Where “Library” is the actual concentration of your library, “LibraryqPCR” is the concentration you obtained from your qPCR, and the rest is hopefully self-explanatory. As Greg O rightly pointed out, the number you get out of your qPCR is the molarity of the 100.000-fold dilution of your library. Therefore, you multiply it by 100.000 to get the actual concentration of your library.

So far the molarity values I got are almost identical to those that Ana got on the same libraries using the Kapa kit, so it works reasonably well. Similarly, when I pooled two libraries the sequencing output (as number of reads) was almost identical between them, so normalization with this method works well too (for less than a third of the most optimistic price estimate for the Kapa kit). If someone is interested in using the primers and standards, I’ll add them to the soon-to-be home-brew Illumina libraries reagents boxes.

2 thoughts on “Normalize/quantify your WGS libraries

  1. Great post Marco.

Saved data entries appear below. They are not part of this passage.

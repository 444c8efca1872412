// src/config/config_load.rs
//
// loading config.toml

use serde::Deserialize;
use std::fs;
use std::path::Path;

use super::config_types::*;
use super::error::ConfigError;

const CONFIG_FILE: &str = "config.toml";

#[derive(Debug, Deserialize, Clone, Default)]
#[serde(default)]
pub struct Config {
    pub window: WindowConfig,
    pub grid: GridConfig,
    pub style: StyleConfig,
    pub hero: HeroConfig,
}

impl Config {
    pub fn load() -> Result<Self, ConfigError> {
        // First try to load from the executable's directory
        if let Some(exe_config) = Self::load_from_exe_dir() {
            return exe_config;
        }

        // Fallback to loading from the current working directory
        Self::load_from_path(Path::new(CONFIG_FILE))
    }

    fn load_from_exe_dir() -> Option<Result<Self, ConfigError>> {
        let exe_path = std::env::current_exe().ok()?;
        let config_path = exe_path.parent()?.join(CONFIG_FILE);

        if config_path.exists() {
            Some(Self::load_from_path(&config_path))
        } else {
            None
        }
    }

    pub fn load_from_path(path: &Path) -> Result<Self, ConfigError> {
        let content = fs::read_to_string(path)?;
        let config = Self::from_toml(&content)?;
        tracing::info!(path = %path.display(), "loaded config");
        Ok(config)
    }

    pub fn from_toml(content: &str) -> Result<Self, ConfigError> {
        let config: Config = toml::from_str(content)?;
        config.validate()?;
        Ok(config)
    }

    pub fn validate(&self) -> Result<(), ConfigError> {
        let grid = &self.grid;
        if !(grid.cell_size_px.is_finite() && grid.cell_size_px > 0.0) {
            return Err(ConfigError::Invalid(format!(
                "grid.cell_size_px must be positive, got {}",
                grid.cell_size_px
            )));
        }
        if !(grid.enter_duration_ms.is_finite() && grid.enter_duration_ms >= 0.0) {
            return Err(ConfigError::Invalid(format!(
                "grid.enter_duration_ms must not be negative, got {}",
                grid.enter_duration_ms
            )));
        }
        if !(grid.leave_duration_ms.is_finite() && grid.leave_duration_ms >= 0.0) {
            return Err(ConfigError::Invalid(format!(
                "grid.leave_duration_ms must not be negative, got {}",
                grid.leave_duration_ms
            )));
        }
        if self.window.width == 0 || self.window.height == 0 {
            return Err(ConfigError::Invalid("window size must be non-zero".into()));
        }
        Ok(())
    }
}

#[cfg(test)]
mod tests {
    use super::*;
    use crate::animation::EasingType;

    #[test]
    fn test_full_config() {
        let content = r#"
            [window]
            width = 800
            height = 600
            title = "test"

            [grid]
            cell_size_px = 50.0
            accent_color = [255, 0, 0]
            enter_duration_ms = 100.0
            leave_duration_ms = 2000.0
            easing = "linear"
            coalesce_resize = true

            [style]
            background_color = [0, 0, 0]
            border_color = [1, 2, 3]
            border_weight = 2.0

            [hero]
            enabled = false
            title = "t"
            subtitle = "s"
            button_label = "b"
        "#;
        let config = Config::from_toml(content).unwrap();
        assert_eq!(config.window.width, 800);
        assert_eq!(config.grid.cell_size_px, 50.0);
        assert_eq!(config.grid.accent_color, [255, 0, 0]);
        assert!(matches!(config.grid.easing, EasingType::Linear));
        assert!(config.grid.coalesce_resize);
        assert_eq!(config.style.border_color, [1, 2, 3]);
        assert!(!config.hero.enabled);
        assert!((config.grid.enter_duration() - 0.1).abs() < 1e-6);
        assert!((config.grid.leave_duration() - 2.0).abs() < 1e-6);
    }

    #[test]
    fn test_partial_config_fills_defaults() {
        let config = Config::from_toml("[grid]\ncell_size_px = 40.0\n").unwrap();
        assert_eq!(config.grid.cell_size_px, 40.0);
        assert_eq!(config.grid.accent_color, [129, 140, 248]);
        assert_eq!(config.grid.enter_duration_ms, 150.0);
        assert_eq!(config.grid.leave_duration_ms, 1500.0);
        assert!(!config.grid.coalesce_resize);
        assert_eq!(config.window.width, 1600);
    }

    #[test]
    fn test_empty_config_is_default() {
        let config = Config::from_toml("").unwrap();
        assert_eq!(config.grid.cell_size_px, 75.0);
        assert!(config.hero.enabled);
    }

    #[test]
    fn test_rejects_bad_values() {
        let tests = vec![
            "[grid]\ncell_size_px = 0.0\n",
            "[grid]\ncell_size_px = -5.0\n",
            "[grid]\nenter_duration_ms = -1.0\n",
            "[grid]\nleave_duration_ms = -1.0\n",
            "[window]\nwidth = 0\n",
        ];

        for content in tests {
            let result = Config::from_toml(content);
            assert!(
                matches!(result, Err(ConfigError::Invalid(_))),
                "Expected Invalid for {:?}",
                content
            );
        }
    }

    #[test]
    fn test_parse_error() {
        let result = Config::from_toml("[grid\ncell_size_px = ");
        assert!(matches!(result, Err(ConfigError::Parse(_))));

        let result = Config::from_toml("[grid]\neasing = \"bouncy\"\n");
        assert!(matches!(result, Err(ConfigError::Parse(_))));
    }

    #[test]
    fn test_missing_file() {
        let result = Config::load_from_path(Path::new("does/not/exist/config.toml"));
        assert!(matches!(result, Err(ConfigError::Io(_))));
    }

    #[test]
    fn test_repository_config_parses() {
        let path = Path::new(env!("CARGO_MANIFEST_DIR")).join(CONFIG_FILE);
        let config = Config::load_from_path(&path).unwrap();
        assert_eq!(config.grid.cell_size_px, 75.0);
        assert_eq!(config.grid.accent_color, [129, 140, 248]);
    }
}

A couple questions:
    -For the qPCR reaction, Illumina qPCR primer F is listed twice with different volumes. Is that supposed to be like that?
    -What is the average fragment size of the library used for standards (assuming there is enough of the ebert library for others to use)?
    Also, I think you should indicate that the 100,000 used in the library concentration equation is the dilution factor used.

  2. Hi Greg, thanks for noticing the mistakes 🙂
    – it is supposed to be like that only if you are lazy and copy the master mix formatting from another document, but forget to change the volumes. I fixed them. Also, the volumes are obviously not in milliliters, but wordpress doesn’t seem to like my “mu”, so i wrote microl for microliters.
    – I added the average fragment size for Dan’s library (409 bp). I have about 1 ml for each dilution, which should be good for quantifying up to about 8500 libraries (so, you are welcome to use them :)).
    and I clarified the 100.000 thing. Thanks again!